CALIFORNIA ENERGY MARKETS
u
February 7, 2014 u No. 1269 u Page 18
The report said most BLM state offices were not tracking exports of coal mined from federal leases, and often were unaware of mine-level export information available from the Energy Information Admin istration and private sources. Montana and Wyoming BLM offices tracked exports with varying levels of detail, the report said, while offices in seven other states with federal leases did not track exports, the report said. “By not tracking and considering all available export information, BLM may not be factoring specific export information into appraisals for lease tracts that are adjacent to mines currently exporting coal or keeping abreast of emerging trends in this area,” the report said. About 440 million tons of coal were produced from federal lands in 2012, yielding $1.2 billion in revenues for federal and state governments, GAO estimated. Between 2010 and 2012, steam-coal exports from the U.S. more than doubled, to 55.9 million tons, GAO said. It noted the coal industry has proposed boosting exports through West Coast ports. Efficiency Standards Set for Phones, Computers The Department of Energy on Feb. 3 finalized efficiency standards for external power supplies used by phones and computers, with estimated energy savings of nearly 1 quad over 30 years, beginning in 2015. DOE said the net present value of consumer savings would range from $1.9 billion at a 7 percent discount rate to $3.8 billion, using a 3 percent rate. Andrew de Laski, executive director of the Appliance Standards Awareness Project, said in a blog post the new rules would reduce adapter energy use by 30 to 85 percent, depending on the type of device. In addition, he said DOE’s rule allows California and Oregon to keep state standards in place. The rules tighten 2007 standards by up to 33 percent for Class A external power supplies. They also set efficiency standards for non-Class A units, which convert multiple voltages simultaneously, output more than 250 watts or power motor-operated products, DOE said.

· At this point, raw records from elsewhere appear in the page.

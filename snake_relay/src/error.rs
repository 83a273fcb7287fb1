// Error types for the relay.
//
// `SessionError` covers session-state invariant violations; the dispatcher
// returns it and the server drops the offending connection. `RelayError` is
// what `start_relay` and config loading can fail with.

use std::io;
use std::path::PathBuf;

use thiserror::Error;

use crate::transport::ClientId;

#[derive(Debug, Clone, PartialEq, Eq, Error)]
pub enum SessionError {
    /// Both slots are already taken.
    #[error("session is full")]
    SessionFull,

    /// The client already sits in a session.
    #[error("{0} is already seated")]
    AlreadySeated(ClientId),
}

#[derive(Debug, Error)]
pub enum RelayError {
    #[error("I/O error: {0}")]
    Io(#[from] io::Error),

    #[error("failed to read config {path}: {source}")]
    ConfigRead {
        path: PathBuf,
        #[source]
        source: io::Error,
    },

    #[error("invalid config {path}: {source}")]
    ConfigParse {
        path: PathBuf,
        #[source]
        source: serde_json::Error,
    },

    #[error("invalid listen address {0:?}")]
    BadAddress(String),
}
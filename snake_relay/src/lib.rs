// snake_relay: matchmaking and relay server for two-player snake.
//
// The relay pairs clients into two-seat sessions and forwards each player's
// moves and food placements to the opponent. It never runs the game: both
// clients simulate locally and the relay only sequences lifecycle signals
// (ready, start, game over, restart) and tears sessions down when a player
// goes away.
//
// Module overview:
// - `session.rs`:    One pairing. Two slots, per-seat dialect, lifecycle state.
// - `registry.rs`:   All live sessions. Find-or-create seating, seat index,
//                    removal of emptied sessions.
// - `dispatcher.rs`: Decision logic. Maps each inbound event to registry
//                    mutations plus `Action`s (send, close). No I/O.
// - `transport.rs`:  `ClientId` and the `FrameSink` write halves for TCP and
//                    UDP peers.
// - `server.rs`:     Listener and reader threads plus the relay thread that
//                    owns the dispatcher. Uses `std::net` with a
//                    thread-per-reader architecture and an `mpsc` channel to
//                    serialize every state change.
// - `config.rs`:     `RelayConfig`, loaded from JSON and overridden by CLI
//                    flags in `main.rs`.
// - `client.rs`:     Blocking TCP client core for game front ends and tests.
// - `error.rs`:      `SessionError` and `RelayError`.
//
// Dependencies: `snake_relay_protocol` (wire format and framing).
//
// The relay can run as a standalone binary (`main.rs`) or be embedded in a
// game process via the library API (`start_relay`).

pub mod client;
pub mod config;
pub mod dispatcher;
pub mod error;
pub mod registry;
pub mod server;
pub mod session;
pub mod transport;

pub use client::{ClientEvent, NetClient, SessionListener};
pub use config::{RelayConfig, TransportKind};
pub use error::{RelayError, SessionError};
pub use server::{RelayHandle, start_relay};
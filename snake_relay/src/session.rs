// One two-player pairing.
//
// A `Session` has exactly two slots. Slot 0 is the host (`Player1`), slot 1 the
// guest (`Player2`), and seats are handed out strictly in arrival order: the
// first free slot wins, so a fresh session always fills slot 0 before slot 1.
// The session owns no sockets; occupants are `ClientId`s and all writes go
// through the dispatcher's `Action`s.
//
// Each seat remembers the `Dialect` its client speaks. The console client
// expects `ASSIGN_ROLE`/`GAME`/`END`; the lobby client expects
// `YOUR_ID`/`GAMESTATE`. Notifications are rendered per recipient so both
// families can share a session.
//
// Lifecycle (`SessionState`):
//   WaitingForSecond --second seat--> Ready --host start--> InGame
//   InGame --game over--> Ready
//   any --departure--> Closed (then removed from the registry)

use std::fmt;

use snake_relay_protocol::{Command, GameSignal, Role};
use uuid::Uuid;

use crate::error::SessionError;
use crate::transport::ClientId;

/// Number of seats in a session.
pub const SLOT_COUNT: usize = 2;

/// Unique session identifier, generated at creation.
#[derive(Clone, Copy, Debug, PartialEq, Eq, Hash, PartialOrd, Ord)]
pub struct SessionId(Uuid);

impl SessionId {
    pub fn generate() -> Self {
        SessionId(Uuid::new_v4())
    }
}

impl fmt::Display for SessionId {
    fn fmt(&self, f: &mut fmt::Formatter<'_>) -> fmt::Result {
        write!(f, "{}", self.0.hyphenated())
    }
}

#[derive(Clone, Copy, Debug, PartialEq, Eq)]
pub enum SessionState {
    WaitingForSecond,
    Ready,
    InGame,
    Closed,
}

/// Which client family a seat speaks to.
#[derive(Clone, Copy, Debug, PartialEq, Eq)]
pub enum Dialect {
    /// Joins explicitly; receives `ASSIGN_ROLE`, `GAME|…`, `END`.
    Console,
    /// Seated on connect; receives `YOUR_ID`, `GAMESTATE|…`.
    Lobby,
}

impl Dialect {
    /// Notification telling a client which seat it got.
    pub fn seat_assignment(self, role: Role) -> Command {
        match self {
            Dialect::Console => Command::assign_role(role),
            Dialect::Lobby => Command::your_id(role.slot()),
        }
    }

    pub fn signal(self, signal: GameSignal) -> Command {
        match self {
            Dialect::Console => Command::game(signal),
            Dialect::Lobby => Command::game_state(signal),
        }
    }

    /// Notification sent to the survivor when the opponent goes away.
    pub fn opponent_left(self) -> Command {
        match self {
            Dialect::Console => Command::end("Opponent left"),
            Dialect::Lobby => Command::game_state(GameSignal::PlayerDisconnected),
        }
    }
}

#[derive(Clone, Debug)]
struct Seat {
    client: ClientId,
    dialect: Dialect,
    name: String,
}

/// A two-player pairing.
#[derive(Debug)]
pub struct Session {
    id: SessionId,
    slots: [Option<Seat>; SLOT_COUNT],
    state: SessionState,
}

impl Session {
    /// New session with `host` in slot 0, waiting for a second player.
    pub fn new(host: ClientId, dialect: Dialect, name: String) -> Self {
        Self {
            id: SessionId::generate(),
            slots: [
                Some(Seat {
                    client: host,
                    dialect,
                    name,
                }),
                None,
            ],
            state: SessionState::WaitingForSecond,
        }
    }

    pub fn id(&self) -> SessionId {
        self.id
    }

    pub fn state(&self) -> SessionState {
        self.state
    }

    pub fn set_state(&mut self, state: SessionState) {
        self.state = state;
    }

    /// Seat a client in the first free slot and return its index.
    pub fn add_player(
        &mut self,
        client: ClientId,
        dialect: Dialect,
        name: String,
    ) -> Result<usize, SessionError> {
        if self.slot_of(client).is_some() {
            return Err(SessionError::AlreadySeated(client));
        }
        let slot = self
            .slots
            .iter()
            .position(Option::is_none)
            .ok_or(SessionError::SessionFull)?;
        self.slots[slot] = Some(Seat {
            client,
            dialect,
            name,
        });
        Ok(slot)
    }

    /// Clear the slot holding `client`. Returns the slot index, or `None` if
    /// the client wasn't seated here.
    pub fn remove_player(&mut self, client: ClientId) -> Option<usize> {
        let slot = self.slot_of(client)?;
        self.slots[slot] = None;
        Some(slot)
    }

    /// The occupant of the other slot. `None` if that slot is empty or
    /// `client` isn't seated here.
    pub fn opponent_of(&self, client: ClientId) -> Option<ClientId> {
        let slot = self.slot_of(client)?;
        self.occupant(SLOT_COUNT - 1 - slot)
    }

    pub fn slot_of(&self, client: ClientId) -> Option<usize> {
        self.slots
            .iter()
            .position(|seat| seat.as_ref().is_some_and(|s| s.client == client))
    }

    pub fn role_of(&self, client: ClientId) -> Option<Role> {
        self.slot_of(client).and_then(Role::from_slot)
    }

    pub fn occupant(&self, slot: usize) -> Option<ClientId> {
        self.slots.get(slot)?.as_ref().map(|s| s.client)
    }

    /// Occupants in slot order.
    pub fn occupants(&self) -> impl Iterator<Item = ClientId> {
        self.slots.iter().flatten().map(|s| s.client)
    }

    pub fn dialect_of(&self, client: ClientId) -> Option<Dialect> {
        self.seat(client).map(|s| s.dialect)
    }

    pub fn player_name(&self, client: ClientId) -> Option<&str> {
        self.seat(client).map(|s| s.name.as_str())
    }

    pub fn occupied_count(&self) -> usize {
        self.slots.iter().flatten().count()
    }

    pub fn is_full(&self) -> bool {
        self.occupied_count() == SLOT_COUNT
    }

    pub fn is_empty(&self) -> bool {
        self.occupied_count() == 0
    }

    pub fn contains(&self, client: ClientId) -> bool {
        self.slot_of(client).is_some()
    }

    fn seat(&self, client: ClientId) -> Option<&Seat> {
        self.slots.iter().flatten().find(|s| s.client == client)
    }
}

Final Deadline Set for Coal-Ash Regulations EPA on Jan. 29 agreed to finalize coal-ash regulations by next Dec. 19, under terms of a court-approved agreement with environmental organizations. The groups, including the Montana Environmental Information Center, had sued EPA, alleging the agency has taken too long to wrap up proposed revisions in coal-ash management regulations. EPA released the revision proposal in 2010. Last October, U.S. District Judge Reggie Walton gave EPA 60 days to set a schedule for finishing the revisions, ruling in favor of a claim by environmental groups that EPA has dragged its feet. In 2010, EPA proposed two options for regulating coal ash. One would regulate coal ash as “special wastes” under the Resource Conservation and Recovery Act’s Subtitle C, requiring state or federal permits covering storage, transport and disposal. The other option would regulate coal ash as nonhazardous solid waste under Subtitle D, which would largely leave regulation to the states. Yucca Studies Generate Heat at Senate Hearing The Nuclear Regulatory Commission took heat from both sides of the aisle at a Jan. 30 Senate hearing, as lawmakers peppered Chairwoman Allison Macfarlane with complaints about Yucca Mountain licensing and seismic safety studies. At a hearing of the Environment and Public Works Committee, Macfarlane defended the NRC’s response to a court decision last year ordering the commission to resume consideration of a license application for the proposed Yucca Mountain spent-fuel repository. Sen. David Vitter (R-La.), the committee’s ranking Republican, suggested NRC should allocate more of its staff to Yucca Mountain. Vitter also pressed the commission to seek congressional approval to reallocate to Yucca Mountain funds earmarked for other NRC programs. Committee Chairwoman Barbara Boxer (D-Calif.) criticized NRC for giving Western nuclear plants three years to re-evaluate seismic hazards, as part of NRC’s response to the 2011 Fukushima Daiichi accident in Japan. “Earthquakes aren’t going to wait until you’re done with your paperwork,” Boxer said [Jim DiPeso].